About this task: How many lines in the records below contain the word "processing"? Answer with the number and nothing else.

Task input:
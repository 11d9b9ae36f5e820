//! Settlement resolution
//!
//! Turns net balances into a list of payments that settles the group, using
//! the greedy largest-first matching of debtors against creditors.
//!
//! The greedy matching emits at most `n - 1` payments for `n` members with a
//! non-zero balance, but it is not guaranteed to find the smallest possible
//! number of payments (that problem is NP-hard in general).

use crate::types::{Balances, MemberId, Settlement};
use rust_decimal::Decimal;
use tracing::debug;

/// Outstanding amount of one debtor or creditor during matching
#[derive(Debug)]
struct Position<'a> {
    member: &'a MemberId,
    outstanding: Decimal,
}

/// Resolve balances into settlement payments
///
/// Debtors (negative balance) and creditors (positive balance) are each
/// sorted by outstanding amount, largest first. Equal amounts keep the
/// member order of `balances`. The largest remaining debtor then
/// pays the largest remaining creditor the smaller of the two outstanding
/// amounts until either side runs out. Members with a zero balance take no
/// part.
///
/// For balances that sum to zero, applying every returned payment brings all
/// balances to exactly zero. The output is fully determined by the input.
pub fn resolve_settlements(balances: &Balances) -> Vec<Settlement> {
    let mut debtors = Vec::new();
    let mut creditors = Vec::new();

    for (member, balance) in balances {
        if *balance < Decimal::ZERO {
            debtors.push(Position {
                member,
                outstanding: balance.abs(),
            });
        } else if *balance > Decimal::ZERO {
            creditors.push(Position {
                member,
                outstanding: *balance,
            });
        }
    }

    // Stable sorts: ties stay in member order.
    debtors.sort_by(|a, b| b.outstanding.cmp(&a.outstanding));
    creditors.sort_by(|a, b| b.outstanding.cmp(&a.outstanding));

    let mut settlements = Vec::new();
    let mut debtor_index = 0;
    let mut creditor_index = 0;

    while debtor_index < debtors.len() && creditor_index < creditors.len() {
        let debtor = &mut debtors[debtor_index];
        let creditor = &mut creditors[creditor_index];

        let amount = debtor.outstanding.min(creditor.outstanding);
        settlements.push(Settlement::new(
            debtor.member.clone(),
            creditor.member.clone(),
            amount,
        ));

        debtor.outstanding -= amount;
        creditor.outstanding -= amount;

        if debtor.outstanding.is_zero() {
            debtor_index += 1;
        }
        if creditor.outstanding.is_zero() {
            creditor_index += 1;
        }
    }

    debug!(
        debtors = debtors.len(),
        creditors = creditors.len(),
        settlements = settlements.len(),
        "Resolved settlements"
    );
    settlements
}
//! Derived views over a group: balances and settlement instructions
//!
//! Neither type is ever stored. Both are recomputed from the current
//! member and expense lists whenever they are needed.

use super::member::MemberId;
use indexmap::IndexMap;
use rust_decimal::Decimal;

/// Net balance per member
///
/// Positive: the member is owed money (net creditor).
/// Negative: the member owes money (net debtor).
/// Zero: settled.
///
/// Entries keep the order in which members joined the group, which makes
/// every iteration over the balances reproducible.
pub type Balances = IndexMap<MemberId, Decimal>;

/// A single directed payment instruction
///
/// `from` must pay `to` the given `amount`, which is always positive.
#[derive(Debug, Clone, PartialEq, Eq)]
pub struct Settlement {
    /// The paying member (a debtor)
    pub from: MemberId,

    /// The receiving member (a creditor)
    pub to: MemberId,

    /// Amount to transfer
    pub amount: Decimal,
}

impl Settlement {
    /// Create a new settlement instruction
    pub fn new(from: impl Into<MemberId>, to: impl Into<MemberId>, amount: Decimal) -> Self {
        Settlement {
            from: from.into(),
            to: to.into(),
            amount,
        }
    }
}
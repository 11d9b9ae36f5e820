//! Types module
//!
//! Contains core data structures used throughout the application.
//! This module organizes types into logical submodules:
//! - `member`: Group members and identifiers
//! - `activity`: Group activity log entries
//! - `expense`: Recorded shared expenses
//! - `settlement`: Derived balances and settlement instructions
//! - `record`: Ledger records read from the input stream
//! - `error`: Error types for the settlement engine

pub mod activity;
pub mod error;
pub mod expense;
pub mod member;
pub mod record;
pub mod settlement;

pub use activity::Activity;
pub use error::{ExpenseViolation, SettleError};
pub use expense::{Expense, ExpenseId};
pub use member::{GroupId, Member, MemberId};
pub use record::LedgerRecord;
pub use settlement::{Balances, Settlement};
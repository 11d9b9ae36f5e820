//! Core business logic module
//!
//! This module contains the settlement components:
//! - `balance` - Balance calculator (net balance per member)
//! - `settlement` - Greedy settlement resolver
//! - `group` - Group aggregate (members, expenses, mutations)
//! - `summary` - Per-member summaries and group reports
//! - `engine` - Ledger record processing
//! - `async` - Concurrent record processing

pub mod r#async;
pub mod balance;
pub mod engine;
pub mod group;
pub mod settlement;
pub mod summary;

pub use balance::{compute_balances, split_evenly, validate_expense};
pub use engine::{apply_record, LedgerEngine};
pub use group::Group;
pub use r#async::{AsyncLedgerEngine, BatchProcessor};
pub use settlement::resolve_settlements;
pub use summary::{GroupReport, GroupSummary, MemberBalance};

--

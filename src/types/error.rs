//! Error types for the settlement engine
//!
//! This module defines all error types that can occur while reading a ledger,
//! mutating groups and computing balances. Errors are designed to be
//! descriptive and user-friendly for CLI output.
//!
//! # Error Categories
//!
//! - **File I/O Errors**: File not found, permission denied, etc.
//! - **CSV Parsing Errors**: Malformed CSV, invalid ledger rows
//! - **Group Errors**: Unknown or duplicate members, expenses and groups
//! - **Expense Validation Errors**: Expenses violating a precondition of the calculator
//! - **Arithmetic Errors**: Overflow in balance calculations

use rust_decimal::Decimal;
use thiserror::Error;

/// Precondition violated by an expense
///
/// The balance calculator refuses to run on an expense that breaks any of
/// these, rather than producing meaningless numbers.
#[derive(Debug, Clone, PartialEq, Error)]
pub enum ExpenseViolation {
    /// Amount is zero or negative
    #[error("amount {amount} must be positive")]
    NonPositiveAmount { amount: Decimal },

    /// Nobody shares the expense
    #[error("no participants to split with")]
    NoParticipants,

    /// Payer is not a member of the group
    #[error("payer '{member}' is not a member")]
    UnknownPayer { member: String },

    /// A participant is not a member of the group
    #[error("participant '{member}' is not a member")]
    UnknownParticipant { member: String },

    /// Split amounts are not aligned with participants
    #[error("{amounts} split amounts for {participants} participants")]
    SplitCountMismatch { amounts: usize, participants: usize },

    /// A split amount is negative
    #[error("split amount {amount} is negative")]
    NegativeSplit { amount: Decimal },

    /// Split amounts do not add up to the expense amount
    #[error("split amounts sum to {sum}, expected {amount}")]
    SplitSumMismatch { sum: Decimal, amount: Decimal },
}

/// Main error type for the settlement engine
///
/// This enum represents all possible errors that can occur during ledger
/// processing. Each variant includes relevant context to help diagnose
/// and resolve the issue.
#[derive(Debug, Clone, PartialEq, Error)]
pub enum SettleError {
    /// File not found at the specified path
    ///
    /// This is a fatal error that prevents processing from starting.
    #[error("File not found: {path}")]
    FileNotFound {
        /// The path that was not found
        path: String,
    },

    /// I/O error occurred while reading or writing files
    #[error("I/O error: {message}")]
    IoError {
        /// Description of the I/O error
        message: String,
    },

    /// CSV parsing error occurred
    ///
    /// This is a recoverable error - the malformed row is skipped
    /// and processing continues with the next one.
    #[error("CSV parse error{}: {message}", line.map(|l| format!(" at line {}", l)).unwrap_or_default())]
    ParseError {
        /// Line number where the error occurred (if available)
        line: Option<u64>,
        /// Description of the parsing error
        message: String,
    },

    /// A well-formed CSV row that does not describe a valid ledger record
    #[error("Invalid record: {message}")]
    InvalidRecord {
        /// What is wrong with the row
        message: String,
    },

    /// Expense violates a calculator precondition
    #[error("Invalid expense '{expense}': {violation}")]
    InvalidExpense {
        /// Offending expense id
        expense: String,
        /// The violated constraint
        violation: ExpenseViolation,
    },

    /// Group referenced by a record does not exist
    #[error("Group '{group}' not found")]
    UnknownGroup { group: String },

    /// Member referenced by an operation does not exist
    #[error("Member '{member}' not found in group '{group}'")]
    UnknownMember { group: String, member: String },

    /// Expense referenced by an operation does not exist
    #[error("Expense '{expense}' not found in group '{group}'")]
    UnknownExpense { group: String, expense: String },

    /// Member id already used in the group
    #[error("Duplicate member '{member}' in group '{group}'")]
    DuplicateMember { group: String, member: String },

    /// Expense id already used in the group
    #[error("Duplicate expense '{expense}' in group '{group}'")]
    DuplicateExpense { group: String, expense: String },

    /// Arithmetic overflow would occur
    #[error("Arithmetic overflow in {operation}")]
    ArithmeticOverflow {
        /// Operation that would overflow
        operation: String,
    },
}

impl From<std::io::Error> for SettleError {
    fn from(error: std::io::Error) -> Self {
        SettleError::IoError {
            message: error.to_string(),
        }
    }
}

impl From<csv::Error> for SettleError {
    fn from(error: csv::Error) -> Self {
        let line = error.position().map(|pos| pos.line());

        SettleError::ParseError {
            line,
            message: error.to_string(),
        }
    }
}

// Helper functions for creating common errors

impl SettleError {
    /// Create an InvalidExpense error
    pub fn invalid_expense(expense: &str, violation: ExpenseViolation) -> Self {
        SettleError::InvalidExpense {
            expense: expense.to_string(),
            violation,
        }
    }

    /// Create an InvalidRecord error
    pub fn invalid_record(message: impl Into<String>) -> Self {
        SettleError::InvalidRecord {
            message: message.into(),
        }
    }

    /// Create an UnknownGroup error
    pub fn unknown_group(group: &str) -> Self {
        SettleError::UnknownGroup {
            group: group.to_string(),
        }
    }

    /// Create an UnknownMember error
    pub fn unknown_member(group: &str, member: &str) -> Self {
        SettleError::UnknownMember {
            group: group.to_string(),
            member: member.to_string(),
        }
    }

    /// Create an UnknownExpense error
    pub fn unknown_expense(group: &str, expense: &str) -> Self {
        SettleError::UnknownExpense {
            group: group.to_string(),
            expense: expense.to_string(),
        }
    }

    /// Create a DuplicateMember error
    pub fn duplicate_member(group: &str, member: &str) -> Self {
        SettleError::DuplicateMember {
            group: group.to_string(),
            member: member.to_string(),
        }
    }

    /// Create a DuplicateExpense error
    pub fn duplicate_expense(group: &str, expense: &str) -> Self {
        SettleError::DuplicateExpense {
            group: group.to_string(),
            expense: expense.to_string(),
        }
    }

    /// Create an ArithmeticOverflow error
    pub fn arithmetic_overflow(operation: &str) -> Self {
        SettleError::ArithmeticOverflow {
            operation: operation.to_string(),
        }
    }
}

Answer to the problem: 5